Capping Part I were the first Disney features, Snow White (1937) and Pinocchio
(1940), the latter considered perhaps the pinnacle of feature-length
animated film.
The Disney film
was based on a satirical tale by Carlo Lorenzani whose pen name was Carlo
Collodi, first published in 1883. Collodi’s Pinocchio
details the picaresque adventures of a walking, talking marionette. He finally
becomes a real boy after a series of fantastic adventures, in which he
Carlo Lorenzani a.k.a. Colladi |
Seeing film
clips within the documentary, I remember now why Pinocchio was the
favorite film of my childhood. My first
encounter with it was its first re-release, when I was about four or five. Someone had read me Collodi’s story, and I
didn’t like it very much—it was way too satirically anarchistic for my kid’s
mind at that point. Disney’s version, on
the other hand was perfectly comprehensible to a small child. From the very first, I was enthralled with
the crazy marionette show sequence, and also the carnival atmosphere of
Pleasure Island. At that point, I though
Jiminy Cricket was an annoying nerd, and the Fox and Cat were silly, but the
Blue Fairy and the red-cloaked Coachman were objects of fascination. I was into
bright colors then, so naturally the brightest parts were the most fascinating:
I loved the tawdriness of Pleasure Island for its kaleidoscopic glitter,
including the shattering of a stained-glass window.
In an age
before media blitzes, CD’s and streaming video, you had to wait for the
tightly-controlled re-releases to see Disney films again, and until I was ten
or eleven, I caught every revival of Pinocchio. We had all the songs on 78 (and later 45)

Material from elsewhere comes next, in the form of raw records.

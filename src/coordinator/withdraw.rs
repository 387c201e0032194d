//! Withdraw (bet placement)
//!
//! Phase A records the intent with the wallet's pre-balance; Phase B drives
//! the row to `pending` on success, `failed` + outbox compensation on server
//! errors, and runs the 409 balance-reconciliation protocol on conflicts.

use chrono::Utc;
use rust_decimal::Decimal;
use serde_json::json;
use tracing::{error, info, warn};
use uuid::Uuid;

use super::TransactionCoordinator;
use super::common::{
    get_user_and_validate, parse_balance, validate_amount, validate_provider_tx_id,
};
use super::revert::RevertRequest;
use crate::error::AppError;
use crate::ledger::models::EVENT_TYPE_WITHDRAW_REVERT;
use crate::ledger::transactions::NewTransaction;
use crate::ledger::{
    EventStatus, OutboxEvent, OutboxRepo, Transaction, TransactionRepo, TransactionStatus,
    TransactionType,
};
use crate::wallet::WalletTransactionRequest;

/// Bet placement input
#[derive(Debug, Clone)]
pub struct WithdrawRequest {
    pub user_id: i64,
    pub amount: Decimal,
    pub provider_tx_id: String,
    pub currency: String,
}

impl TransactionCoordinator {
    pub(super) async fn withdraw_impl(
        &self,
        req: WithdrawRequest,
    ) -> Result<Transaction, AppError> {
        validate_amount(req.amount, false)?;
        validate_provider_tx_id(&req.provider_tx_id)?;

        let _guard = self.locks.lock(req.user_id, None).await?;

        // Pre-check balance; it only populates the intent row, the
        // wallet-success response overwrites both figures later.
        let pre_balance = parse_balance(&self.wallet.get_balance(req.user_id).await?.balance)?;

        // === Phase A: persist the intent ===
        let mut db_tx = self.pool.begin().await?;

        if TransactionRepo::get_by_provider_tx_id(&mut *db_tx, &req.provider_tx_id)
            .await?
            .is_some()
        {
            return Err(AppError::TransactionAlreadyExists);
        }

        get_user_and_validate(&mut *db_tx, req.user_id, &req.currency).await?;

        let mut transaction = TransactionRepo::create(
            &mut *db_tx,
            &NewTransaction {
                user_id: req.user_id,
                tx_type: TransactionType::Withdraw,
                status: TransactionStatus::Syncing,
                amount: req.amount,
                currency: req.currency.clone(),
                provider_tx_id: req.provider_tx_id.clone(),
                provider_withdrawn_tx_id: None,
                old_balance: pre_balance,
                new_balance: pre_balance - req.amount,
            },
        )
        .await?;

        // Commit quickly so no row locks are held across the wallet call
        db_tx.commit().await?;

        info!(
            user_id = req.user_id,
            transaction_id = transaction.id,
            provider_tx_id = %req.provider_tx_id,
            "Withdraw intent persisted"
        );

        // === Phase B: call the wallet and record the outcome ===
        let wallet_req = WalletTransactionRequest::single(
            req.user_id,
            &req.currency,
            req.amount,
            transaction.id,
            &req.provider_tx_id,
        );

        match self.wallet.withdraw(wallet_req).await {
            Ok(resp) => {
                let new_balance = match parse_balance(&resp.balance) {
                    Ok(b) => b,
                    Err(parse_err) => {
                        return self.fail_withdraw(&mut transaction, parse_err).await;
                    }
                };

                transaction.status = TransactionStatus::Pending;
                transaction.new_balance = new_balance;
                transaction.old_balance = new_balance + req.amount;

                let mut db_tx = self.pool.begin().await?;
                TransactionRepo::update(&mut *db_tx, &transaction).await?;
                db_tx.commit().await?;

                info!(
                    transaction_id = transaction.id,
                    new_balance = %new_balance,
                    "Withdraw synced with wallet"
                );
                Ok(transaction)
            }
            Err(wallet_err) if wallet_err.is_conflict() => {
                self.reconcile_withdraw_conflict(transaction, &req, pre_balance)
                    .await
            }
            Err(wallet_err) if wallet_err.is_client_error() => {
                warn!(
                    transaction_id = transaction.id,
                    error = %wallet_err,
                    "Wallet rejected withdraw"
                );
                self.fail_withdraw(&mut transaction, wallet_err.into())
                    .await
            }
            Err(wallet_err) => {
                // Server error: the wallet may or may not have applied the
                // withdraw. Record the failure and enqueue guaranteed
                // compensation in the same transaction.
                error!(
                    transaction_id = transaction.id,
                    error = %wallet_err,
                    "Wallet server error on withdraw, enqueueing compensation"
                );

                transaction.status = TransactionStatus::Failed;

                let event = OutboxEvent {
                    id: Uuid::new_v4().to_string(),
                    event_type: EVENT_TYPE_WITHDRAW_REVERT.to_string(),
                    data: json!({
                        "user_id": req.user_id,
                        "amount": req.amount,
                        "provider_tx_id": req.provider_tx_id,
                    }),
                    status: EventStatus::Pending,
                    retry_count: 0,
                    created_at: Utc::now(),
                    processed_at: None,
                    error: None,
                };

                let mut db_tx = self.pool.begin().await?;
                TransactionRepo::update(&mut *db_tx, &transaction).await?;
                OutboxRepo::save(&mut *db_tx, &event).await?;
                db_tx.commit().await?;

                Err(wallet_err.into())
            }
        }
    }

    /// 409 reconciliation: the remote is authoritative, confirm via balance.
    ///
    /// If the post-balance equals `pre - amount` the wallet did apply the
    /// withdraw and the row becomes `pending`. Diverged balances mean a
    /// concurrent actor interfered: fail the row, revert on the remote side
    /// and report the conflict.
    async fn reconcile_withdraw_conflict(
        &self,
        mut transaction: Transaction,
        req: &WithdrawRequest,
        pre_balance: Decimal,
    ) -> Result<Transaction, AppError> {
        let post_balance = parse_balance(&self.wallet.get_balance(req.user_id).await?.balance)?;

        if post_balance == pre_balance - req.amount {
            info!(
                transaction_id = transaction.id,
                post_balance = %post_balance,
                "Withdraw conflict reconciled: wallet already applied"
            );

            transaction.status = TransactionStatus::Pending;
            transaction.new_balance = post_balance;
            transaction.old_balance = post_balance + req.amount;

            let mut db_tx = self.pool.begin().await?;
            TransactionRepo::update(&mut *db_tx, &transaction).await?;
            db_tx.commit().await?;

            return Ok(transaction);
        }

        warn!(
            transaction_id = transaction.id,
            pre_balance = %pre_balance,
            post_balance = %post_balance,
            "Withdraw conflict diverged, reverting remote side"
        );

        transaction.status = TransactionStatus::Failed;
        transaction.old_balance = pre_balance;
        transaction.new_balance = post_balance;

        let mut db_tx = self.pool.begin().await?;
        TransactionRepo::update(&mut *db_tx, &transaction).await?;
        db_tx.commit().await?;

        // The user lock is already held by this operation
        self.revert_locked(RevertRequest {
            user_id: req.user_id,
            provider_tx_id: req.provider_tx_id.clone(),
            amount: req.amount,
            origin_type: TransactionType::Withdraw,
        })
        .await?;

        Err(AppError::ConcurrentModification)
    }

    /// Mark the withdraw failed and surface the given error
    async fn fail_withdraw(
        &self,
        transaction: &mut Transaction,
        err: AppError,
    ) -> Result<Transaction, AppError> {
        transaction.status = TransactionStatus::Failed;

        let mut db_tx = self.pool.begin().await?;
        TransactionRepo::update(&mut *db_tx, transaction).await?;
        db_tx.commit().await?;

        Err(err)
    }
}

rpm. records, and for a number of years my friend Nancy and I did endless re-stagings
of the marionette show between viewings (we misconstrued Jiminy’s remark “What
a buildup,” said after Stromboli’s introduction as “What a Pillbox!,” a phrase
that became a term for us to describe a jerk—and I still use it).
Collodi's Pinocchio and the Blue-Haired Fairy |
Though
copious later academic criticism lauded the Collodi original and denigrated the
Disney version as bland and sugarcoated, I maintain that for children, the
Disney version really nailed it. The large
number of adventures of Collodi’s anarchistic marionette (and the fact that the
wood Pinocchio was made of was alive before Geppetto even carved him) was reduced
to the “Little Wooden Head” puppet, and his basic disastrous adventures on the
way to responsibility and compassion were limited to two, and these played out
within a short time-span. The cricket
Pinocchio slaughtered with a hammer in chapter 4 of Collodi’s story morphed
into the top-hatted nerd Jiminy, the usually ignored “conscience.” And Geppetto, rather than an opportunistic
wood-carver who wanted to fashion a marionette to take on the road and make him
money, became a very kindly, very naïve toy and clockmaker.
But if
Disney simplified the story, what he and his numerous collaborators produced
was an hour and a half of perfectly understandable magic for a small
child. Pinocchio, the wished-for living
marionette of a naïve and kindly father, was even more naïve--totally clueless,
in fact--but after all, he was literally “born yesterday.” Kids could certainly identify with pursuing
potentially dangerous mischief, and lacked the experience as yet to see its
pitfalls. There were enough villains
whose scurrilous natures to scare them into awareness that it was dangerous out
there. It sure worked for me.
But my
perceptions of Pinocchio changed
radically as a youngish adult with a child of her own. The film had dropped off my personal radar
once I was a teenager, and I hadn’t seen it for a long time when I took my daughter
to see it when she was six or seven.
This time, I was shocked and horrified.
Maternal instincts had kicked in, and I knew that it could be a jungle out there—I can remember my panic
when she and I were in Madrid and she got shut out of the elevator I had
boarded in a department store. I was
sure that I’d never find her again, she didn’t yet speak Spanish and I was
convinced she was Doomed Forever. Of
course, a few minutes later, when I got back down, she was right at the
elevator door, being conforted by a group of solicitous Spanish ladies.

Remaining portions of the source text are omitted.